L’Institut des Études Stratégiques en Tunisie vient de publier une affiche invitant au débat avec une question le moins que l’on puisse qualifier est de : « Bizarre » !
Adel Ben Youssef
Bizarre pour deux raisons essentielles : d’une part, sa formulation, car la Tunisie n’est pas en situation de faillite pour qu’elle soit sauvée. D’autre part, car elle émane de l’Institut des Études Stratégiques (ITES) qui a vocation à se poser des questions sur des horizons lointains (très long terme) et non pas sur des questions qui ont un lien avec l’échéance électorale de 2019.

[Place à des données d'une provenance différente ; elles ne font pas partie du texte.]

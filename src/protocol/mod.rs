//! Wire protocol: envelopes, newline-delimited framing, and request routes
//!
//! Every message on the bus is an [`Envelope`]. Envelopes travel as one JSON
//! object per line:
//!
//! ```text
//! {"channel":"metrics","source":"first","values":[1,2,3]}\n
//! ```

mod codec;
mod envelope;
mod route;

pub use codec::{decode, encode, FrameDecoder, FrameStream};
pub use envelope::{Envelope, Registration, DEFAULT_SCHEME, MAIN_ID};
pub use route::Route;
//! Request discriminators carried in the URL host position

use std::fmt;
use std::str::FromStr;

/// The three request kinds the hub understands
#[derive(Debug, Clone, Copy, PartialEq, Eq, Hash)]
pub enum Route {
    /// One-shot publish from a peer
    SendToMain,
    /// One-shot request/response invocation
    InvokeOnMain,
    /// Long-lived subscription to hub-originated events
    StreamFromMain,
}

impl Route {
    pub const ALL: [Route; 3] = [Route::SendToMain, Route::InvokeOnMain, Route::StreamFromMain];

    pub fn as_str(&self) -> &'static str {
        match self {
            Route::SendToMain => "send-to-main",
            Route::InvokeOnMain => "invoke-on-main",
            Route::StreamFromMain => "stream-from-main",
        }
    }

    /// Build the request URL for this route, e.g. `schemebus-ipc://send-to-main`
    pub fn url(&self, scheme: &str) -> String {
        format!("{}://{}", scheme, self.as_str())
    }

    /// Recover the route from a request URL under `scheme`
    pub fn from_url(scheme: &str, url: &str) -> Option<Self> {
        let rest = url.strip_prefix(scheme)?.strip_prefix("://")?;
        let rest = rest.strip_suffix('/').unwrap_or(rest);
        rest.parse().ok()
    }
}

impl fmt::Display for Route {
    fn fmt(&self, f: &mut fmt::Formatter<'_>) -> fmt::Result {
        f.write_str(self.as_str())
    }
}

impl FromStr for Route {
    type Err = String;

    fn from_str(s: &str) -> Result<Self, Self::Err> {
        Route::ALL
            .into_iter()
            .find(|r| r.as_str() == s)
            .ok_or_else(|| format!("unknown route '{}'", s))
    }
}

#[cfg(test)]
mod tests {
    use super::*;

    #[test]
    fn test_url() {
        assert_eq!(Route::SendToMain.url("ipc"), "ipc://send-to-main");
        assert_eq!(Route::StreamFromMain.url("ipc"), "ipc://stream-from-main");
    }

    #[test]
    fn test_from_url() {
        assert_eq!(Route::from_url("ipc", "ipc://invoke-on-main"), Some(Route::InvokeOnMain));
        assert_eq!(Route::from_url("ipc", "ipc://invoke-on-main/"), Some(Route::InvokeOnMain));
        assert_eq!(Route::from_url("ipc", "other://invoke-on-main"), None);
        assert_eq!(Route::from_url("ipc", "ipc://to-main"), None);
        assert_eq!(Route::from_url("ipc", "ipc:invoke-on-main"), None);
    }

    #[test]
    fn test_parse_round_trip() {
        for route in Route::ALL {
            assert_eq!(route.as_str().parse::<Route>().unwrap(), route);
        }
    }
}
//! Hub side of the bus
//!
//! Owns the subscriber registry and handler table, and answers the three
//! request routes on behalf of the host.

mod config;
mod handlers;
mod registry;
mod router;

pub use config::{HubConfig, SessionProvider};
pub use handlers::{Handler, HandlerTable};
pub use registry::{Subscriber, SubscriberRegistry, SubscriberStream};
pub use router::IpcHub;
//! In-process host: hub and clients share one address space
//!
//! `LocalHost` models the host lifecycle (privileged schemes are declared
//! before `set_ready`), and each `LocalSession` is both a context the hub can
//! serve and a [`Transport`] clients fetch through.

use crate::error::{BusError, Result};
use crate::transport::{
    refused, ProtocolHandler, ProtocolHost, ProtocolRequest, ProtocolResponse, ProtocolSession,
    ReadyCallback, SchemePrivileges, Transport,
};
use async_trait::async_trait;
use dashmap::DashMap;
use parking_lot::Mutex;
use std::collections::HashMap;
use std::sync::Arc;
use tracing::{debug, info};
use uuid::Uuid;

#[derive(Default)]
struct HostState {
    ready: bool,
    privileged: HashMap<String, SchemePrivileges>,
    callbacks: Vec<ReadyCallback>,
}

/// An in-memory host process
pub struct LocalHost {
    state: Arc<Mutex<HostState>>,
    default_session: Arc<LocalSession>,
}

impl LocalHost {
    pub fn new() -> Self {
        let state = Arc::new(Mutex::new(HostState::default()));
        let default_session = Arc::new(LocalSession::new(state.clone()));

        Self {
            state,
            default_session,
        }
    }

    /// The default context, typed for use as a client transport
    pub fn session(&self) -> Arc<LocalSession> {
        self.default_session.clone()
    }

    /// Create an additional, independent context
    pub fn new_session(&self) -> Arc<LocalSession> {
        Arc::new(LocalSession::new(self.state.clone()))
    }

    /// Mark the host ready and run the queued callbacks in registration order
    pub fn set_ready(&self) {
        let callbacks = {
            let mut state = self.state.lock();
            if state.ready {
                return;
            }
            state.ready = true;
            std::mem::take(&mut state.callbacks)
        };

        info!(callbacks = callbacks.len(), "Host ready");

        for callback in callbacks {
            callback();
        }
    }

    /// Privileges registered for a scheme
    pub fn privileges(&self, scheme: &str) -> Option<SchemePrivileges> {
        self.state.lock().privileged.get(scheme).cloned()
    }
}

impl Default for LocalHost {
    fn default() -> Self {
        Self::new()
    }
}

impl ProtocolHost for LocalHost {
    fn is_ready(&self) -> bool {
        self.state.lock().ready
    }

    fn register_schemes_as_privileged(&self, schemes: &[SchemePrivileges]) -> Result<()> {
        let mut state = self.state.lock();
        if state.ready {
            return Err(BusError::SetupOrder);
        }
        for privileges in schemes {
            debug!(scheme = %privileges.scheme, "Registering privileged scheme");
            state
                .privileged
                .insert(privileges.scheme.clone(), privileges.clone());
        }
        Ok(())
    }

    fn when_ready(&self, callback: ReadyCallback) {
        {
            let mut state = self.state.lock();
            if !state.ready {
                state.callbacks.push(callback);
                return;
            }
        }
        callback();
    }

    fn default_session(&self) -> Arc<dyn ProtocolSession> {
        self.default_session.clone()
    }
}

/// One host context with its own scheme handlers
pub struct LocalSession {
    id: Uuid,
    host: Arc<Mutex<HostState>>,
    handlers: DashMap<String, Arc<dyn ProtocolHandler>>,
}

impl LocalSession {
    fn new(host: Arc<Mutex<HostState>>) -> Self {
        Self {
            id: Uuid::new_v4(),
            host,
            handlers: DashMap::new(),
        }
    }

    pub fn id(&self) -> Uuid {
        self.id
    }

    /// Whether a handler is registered for `scheme` in this context
    pub fn is_protocol_registered(&self, scheme: &str) -> bool {
        self.handlers.contains_key(scheme)
    }
}

impl ProtocolSession for LocalSession {
    fn register_stream_protocol(&self, scheme: &str, handler: Arc<dyn ProtocolHandler>) -> Result<()> {
        if self.handlers.contains_key(scheme) {
            return Err(refused(format!(
                "scheme '{}' already has a handler in session {}",
                scheme, self.id
            )));
        }
        debug!(session = %self.id, scheme = scheme, "Registering stream protocol");
        self.handlers.insert(scheme.to_string(), handler);
        Ok(())
    }
}

#[async_trait]
impl Transport for LocalSession {
    async fn fetch(&self, request: ProtocolRequest) -> Result<ProtocolResponse> {
        let scheme = request
            .scheme()
            .ok_or_else(|| refused(format!("request URL has no scheme: {}", request.url)))?
            .to_string();

        {
            let host = self.host.lock();
            if !host.ready {
                return Err(refused("host is not ready"));
            }
            if !host.privileged.contains_key(&scheme) {
                return Err(refused(format!("scheme '{}' is not privileged", scheme)));
            }
        }

        let handler = self
            .handlers
            .get(&scheme)
            .map(|entry| entry.value().clone())
            .ok_or_else(|| refused(format!("no protocol handler for scheme '{}'", scheme)))?;

        debug!(session = %self.id, url = %request.url, "Dispatching request");
        Ok(handler.handle(request).await)
    }
}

Économiste, Expert pour le compte de plusieurs organismes internationaux, en vacance, j’ai pris la question au sérieux et je voudrais y répondre en essayant d’être synthétique dans cette courte note. Pour formuler une réponse différente et exprimer un point de vue complémentaire aux solutions classiques, je propose de se concentrer sur les évolutions qui conditionnent l’économie. Ces conditions qui déterminent l’économie obéissent à des mécanismes de long terme et ne peuvent être corrigés à court terme. La Tunisie a besoin d’une stratégie claire dont les lignes doivent être consensuelles pour faire face à la triple transition à laquelle elle est confrontée : une transition démographique, une transition politique et une transition technologique.
Les dynamiques démographiques vont peser lourdement sur les équilibres économiques dans les années à venir
La démographie est la source de la plupart des mécanismes économiques et les économistes ont la fâcheuse tendance à la sous-estimer ou à l’oublier. La Tunisie est le plus vieux pays du continent Africain. L’âge moyen est de plus de 30 ans. Nous avons ainsi entamé notre transition démographique – malheureusement sans avoir réalisé des taux de croissance à deux chiffres comme dans le cas des pays de l’Asie. La plupart des miracles des pays asiatiques ont eu lieu car ces pays ont profité de la transition démographique. Une partie de l’Afrique est en train de faire de même (l’Ouganda et le Niger ont un âge moyen de 15 ans !). Dans cette fenêtre de tir, la proportion des jeunes est très importante comparativement à celle des plus de 60 ans. Le pays peut croître car la majeure partie de la population est au travail et le fardeau des dettes et de l’éducation est réduit. Or en Tunisie, nous allons être confrontés – de plus en plus – à une contrainte forte relativement au financement des retraites et à la non-exploitation des compétences de cette frange de la population.Une grande partie de cette population est productive et utile et devrait être exploitée d’une manière ou d’une autre. Assurer des mécanismes de financement des retraites à long terme dont les sources ne peuvent plus reposer uniquement sur les contributions des entreprises est un défi majeur. Il y va de la stabilité de la société et des anticipations des familles. L’inquiétude grandissante provoquée par le dernier épisode du retard de versement des retraites a eu un impact sur toute la population. Cela provoque une source d’incertitude non pas chez les retraités mais également chez toutes les franges de la population y compris les investisseurs.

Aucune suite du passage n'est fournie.